### ACTION ITEM
In the entries below, how many lines contain "logout"? Answer with the number and nothing else.

[DATA RECORDS Boundary: Start]

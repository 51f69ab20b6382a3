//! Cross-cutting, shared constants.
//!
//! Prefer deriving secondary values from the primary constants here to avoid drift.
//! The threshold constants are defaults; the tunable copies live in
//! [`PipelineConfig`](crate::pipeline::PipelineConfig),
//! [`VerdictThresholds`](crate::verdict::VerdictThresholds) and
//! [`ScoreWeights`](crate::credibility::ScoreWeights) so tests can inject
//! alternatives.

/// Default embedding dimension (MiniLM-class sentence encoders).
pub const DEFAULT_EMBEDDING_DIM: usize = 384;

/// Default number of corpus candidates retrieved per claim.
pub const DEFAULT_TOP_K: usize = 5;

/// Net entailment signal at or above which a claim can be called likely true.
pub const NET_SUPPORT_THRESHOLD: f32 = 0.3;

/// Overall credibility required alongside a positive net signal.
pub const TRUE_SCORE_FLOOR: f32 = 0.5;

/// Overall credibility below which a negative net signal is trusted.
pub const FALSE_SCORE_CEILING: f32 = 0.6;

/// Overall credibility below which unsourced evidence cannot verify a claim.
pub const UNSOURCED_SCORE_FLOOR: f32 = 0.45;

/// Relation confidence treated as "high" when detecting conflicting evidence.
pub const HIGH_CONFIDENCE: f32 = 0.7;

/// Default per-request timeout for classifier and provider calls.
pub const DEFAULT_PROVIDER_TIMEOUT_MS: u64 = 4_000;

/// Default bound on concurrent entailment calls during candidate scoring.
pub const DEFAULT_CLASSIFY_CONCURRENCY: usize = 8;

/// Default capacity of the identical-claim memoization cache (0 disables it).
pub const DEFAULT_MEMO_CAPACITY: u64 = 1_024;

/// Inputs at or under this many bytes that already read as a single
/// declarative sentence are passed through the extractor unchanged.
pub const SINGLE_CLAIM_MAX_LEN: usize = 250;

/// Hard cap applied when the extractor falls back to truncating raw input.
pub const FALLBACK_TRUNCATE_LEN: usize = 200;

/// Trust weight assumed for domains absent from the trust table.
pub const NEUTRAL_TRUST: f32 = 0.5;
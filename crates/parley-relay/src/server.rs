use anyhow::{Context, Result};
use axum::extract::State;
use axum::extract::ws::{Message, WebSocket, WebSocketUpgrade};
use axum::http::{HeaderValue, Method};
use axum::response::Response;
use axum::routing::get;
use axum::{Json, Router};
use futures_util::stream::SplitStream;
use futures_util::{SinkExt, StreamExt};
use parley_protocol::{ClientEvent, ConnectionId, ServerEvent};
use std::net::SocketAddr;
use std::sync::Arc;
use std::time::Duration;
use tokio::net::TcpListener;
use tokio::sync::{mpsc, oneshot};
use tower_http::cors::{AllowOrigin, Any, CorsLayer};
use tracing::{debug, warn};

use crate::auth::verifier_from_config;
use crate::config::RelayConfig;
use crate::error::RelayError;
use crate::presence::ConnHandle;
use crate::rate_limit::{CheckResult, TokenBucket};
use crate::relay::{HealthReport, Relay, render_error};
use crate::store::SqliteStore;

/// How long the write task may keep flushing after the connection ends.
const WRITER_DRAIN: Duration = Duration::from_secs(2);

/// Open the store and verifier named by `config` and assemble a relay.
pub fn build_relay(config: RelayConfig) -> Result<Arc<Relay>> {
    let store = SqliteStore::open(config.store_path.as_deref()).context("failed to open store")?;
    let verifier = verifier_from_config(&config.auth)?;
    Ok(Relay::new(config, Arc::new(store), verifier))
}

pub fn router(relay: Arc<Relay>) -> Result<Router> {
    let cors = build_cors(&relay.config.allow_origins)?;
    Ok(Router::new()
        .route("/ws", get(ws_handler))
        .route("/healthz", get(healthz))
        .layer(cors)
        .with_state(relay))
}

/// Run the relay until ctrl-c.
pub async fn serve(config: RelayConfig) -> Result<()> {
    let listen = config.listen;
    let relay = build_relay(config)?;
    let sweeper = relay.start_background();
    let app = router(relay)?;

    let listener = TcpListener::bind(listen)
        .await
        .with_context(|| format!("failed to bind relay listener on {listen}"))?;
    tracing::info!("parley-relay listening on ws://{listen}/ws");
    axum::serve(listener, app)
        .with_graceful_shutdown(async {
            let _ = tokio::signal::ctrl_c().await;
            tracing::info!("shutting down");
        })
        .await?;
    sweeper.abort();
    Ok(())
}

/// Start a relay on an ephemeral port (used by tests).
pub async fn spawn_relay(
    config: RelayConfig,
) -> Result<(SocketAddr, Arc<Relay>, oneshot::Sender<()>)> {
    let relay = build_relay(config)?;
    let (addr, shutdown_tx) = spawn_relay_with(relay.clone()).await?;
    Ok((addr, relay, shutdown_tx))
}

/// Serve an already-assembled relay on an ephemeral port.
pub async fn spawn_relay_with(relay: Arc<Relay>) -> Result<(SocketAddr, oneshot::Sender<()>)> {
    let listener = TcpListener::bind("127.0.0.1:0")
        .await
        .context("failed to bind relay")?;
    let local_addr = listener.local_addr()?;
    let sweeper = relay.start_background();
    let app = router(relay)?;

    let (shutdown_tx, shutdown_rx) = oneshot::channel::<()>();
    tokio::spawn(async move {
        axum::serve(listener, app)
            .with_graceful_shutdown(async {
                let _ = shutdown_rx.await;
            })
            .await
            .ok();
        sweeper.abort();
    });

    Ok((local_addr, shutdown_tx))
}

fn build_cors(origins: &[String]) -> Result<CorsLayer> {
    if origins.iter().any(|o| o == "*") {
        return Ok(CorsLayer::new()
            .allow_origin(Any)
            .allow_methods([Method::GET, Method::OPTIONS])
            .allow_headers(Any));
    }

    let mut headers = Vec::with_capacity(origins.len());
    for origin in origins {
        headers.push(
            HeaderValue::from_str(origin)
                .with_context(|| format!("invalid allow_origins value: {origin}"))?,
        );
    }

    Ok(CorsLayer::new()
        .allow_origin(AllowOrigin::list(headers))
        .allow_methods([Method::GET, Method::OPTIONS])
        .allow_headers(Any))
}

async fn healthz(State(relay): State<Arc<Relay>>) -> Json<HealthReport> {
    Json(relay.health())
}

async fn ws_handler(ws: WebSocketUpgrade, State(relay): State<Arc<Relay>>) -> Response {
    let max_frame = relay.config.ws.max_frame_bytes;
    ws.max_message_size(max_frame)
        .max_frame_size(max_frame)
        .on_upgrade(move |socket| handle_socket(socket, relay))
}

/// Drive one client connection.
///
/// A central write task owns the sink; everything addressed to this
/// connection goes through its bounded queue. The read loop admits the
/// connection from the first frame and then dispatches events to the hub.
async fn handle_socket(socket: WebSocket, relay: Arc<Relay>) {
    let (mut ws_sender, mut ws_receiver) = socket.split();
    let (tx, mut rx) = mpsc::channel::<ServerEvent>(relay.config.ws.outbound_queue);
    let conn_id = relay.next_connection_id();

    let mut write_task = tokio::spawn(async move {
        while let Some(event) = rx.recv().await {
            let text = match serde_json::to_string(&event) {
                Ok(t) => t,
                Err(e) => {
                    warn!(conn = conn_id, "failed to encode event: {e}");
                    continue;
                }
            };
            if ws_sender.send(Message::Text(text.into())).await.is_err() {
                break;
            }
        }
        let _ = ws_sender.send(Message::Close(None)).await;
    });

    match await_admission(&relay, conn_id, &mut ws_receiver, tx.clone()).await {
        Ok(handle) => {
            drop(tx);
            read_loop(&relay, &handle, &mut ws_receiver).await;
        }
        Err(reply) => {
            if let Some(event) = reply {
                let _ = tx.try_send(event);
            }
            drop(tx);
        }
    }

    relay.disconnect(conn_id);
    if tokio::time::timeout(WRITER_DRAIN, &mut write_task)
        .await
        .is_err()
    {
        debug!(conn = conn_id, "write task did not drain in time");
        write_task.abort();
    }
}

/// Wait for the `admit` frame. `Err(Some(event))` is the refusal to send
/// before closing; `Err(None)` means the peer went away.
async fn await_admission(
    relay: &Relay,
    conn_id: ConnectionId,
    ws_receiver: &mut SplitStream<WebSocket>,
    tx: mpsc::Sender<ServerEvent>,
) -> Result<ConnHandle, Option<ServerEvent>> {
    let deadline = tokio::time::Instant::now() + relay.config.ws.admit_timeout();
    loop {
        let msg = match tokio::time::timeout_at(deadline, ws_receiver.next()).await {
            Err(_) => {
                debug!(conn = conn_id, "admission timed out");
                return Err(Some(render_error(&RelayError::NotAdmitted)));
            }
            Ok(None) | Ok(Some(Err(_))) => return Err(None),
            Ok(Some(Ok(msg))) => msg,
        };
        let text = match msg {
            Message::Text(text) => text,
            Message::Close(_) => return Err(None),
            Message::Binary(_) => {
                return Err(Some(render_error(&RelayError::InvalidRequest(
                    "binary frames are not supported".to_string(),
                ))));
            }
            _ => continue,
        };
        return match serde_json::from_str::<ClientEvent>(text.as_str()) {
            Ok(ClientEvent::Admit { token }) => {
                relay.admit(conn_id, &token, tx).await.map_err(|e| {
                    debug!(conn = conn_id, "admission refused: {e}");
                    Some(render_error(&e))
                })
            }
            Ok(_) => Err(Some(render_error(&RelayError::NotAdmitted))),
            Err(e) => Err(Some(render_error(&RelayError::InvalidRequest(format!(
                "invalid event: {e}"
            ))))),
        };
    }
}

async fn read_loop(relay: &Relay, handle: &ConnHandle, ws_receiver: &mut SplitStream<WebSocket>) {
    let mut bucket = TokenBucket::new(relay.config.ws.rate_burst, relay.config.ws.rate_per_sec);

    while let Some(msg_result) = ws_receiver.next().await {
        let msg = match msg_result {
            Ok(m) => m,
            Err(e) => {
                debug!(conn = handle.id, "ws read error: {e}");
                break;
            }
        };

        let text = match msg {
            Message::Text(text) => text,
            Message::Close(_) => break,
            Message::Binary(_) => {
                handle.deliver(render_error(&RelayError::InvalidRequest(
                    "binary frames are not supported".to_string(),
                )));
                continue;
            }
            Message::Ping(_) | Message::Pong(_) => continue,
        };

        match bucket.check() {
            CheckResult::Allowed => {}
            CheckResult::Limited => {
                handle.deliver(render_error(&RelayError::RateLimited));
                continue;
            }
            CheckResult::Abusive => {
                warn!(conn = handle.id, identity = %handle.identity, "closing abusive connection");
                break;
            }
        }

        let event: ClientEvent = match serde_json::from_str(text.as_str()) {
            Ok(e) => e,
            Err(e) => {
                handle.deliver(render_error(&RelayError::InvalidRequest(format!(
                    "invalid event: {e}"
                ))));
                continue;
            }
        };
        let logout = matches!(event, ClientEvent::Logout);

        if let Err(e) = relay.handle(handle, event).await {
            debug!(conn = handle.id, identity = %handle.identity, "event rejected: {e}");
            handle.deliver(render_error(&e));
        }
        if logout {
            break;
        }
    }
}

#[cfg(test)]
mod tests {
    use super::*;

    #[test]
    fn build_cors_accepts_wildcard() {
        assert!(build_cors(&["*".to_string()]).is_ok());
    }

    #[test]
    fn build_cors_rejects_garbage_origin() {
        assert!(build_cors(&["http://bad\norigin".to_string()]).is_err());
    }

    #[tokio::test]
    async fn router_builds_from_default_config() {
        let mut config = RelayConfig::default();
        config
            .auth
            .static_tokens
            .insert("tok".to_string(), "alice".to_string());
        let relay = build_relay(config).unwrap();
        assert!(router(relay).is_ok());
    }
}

[DATA RECORDS Boundary: End]

### EXERCISE OUTPUT
2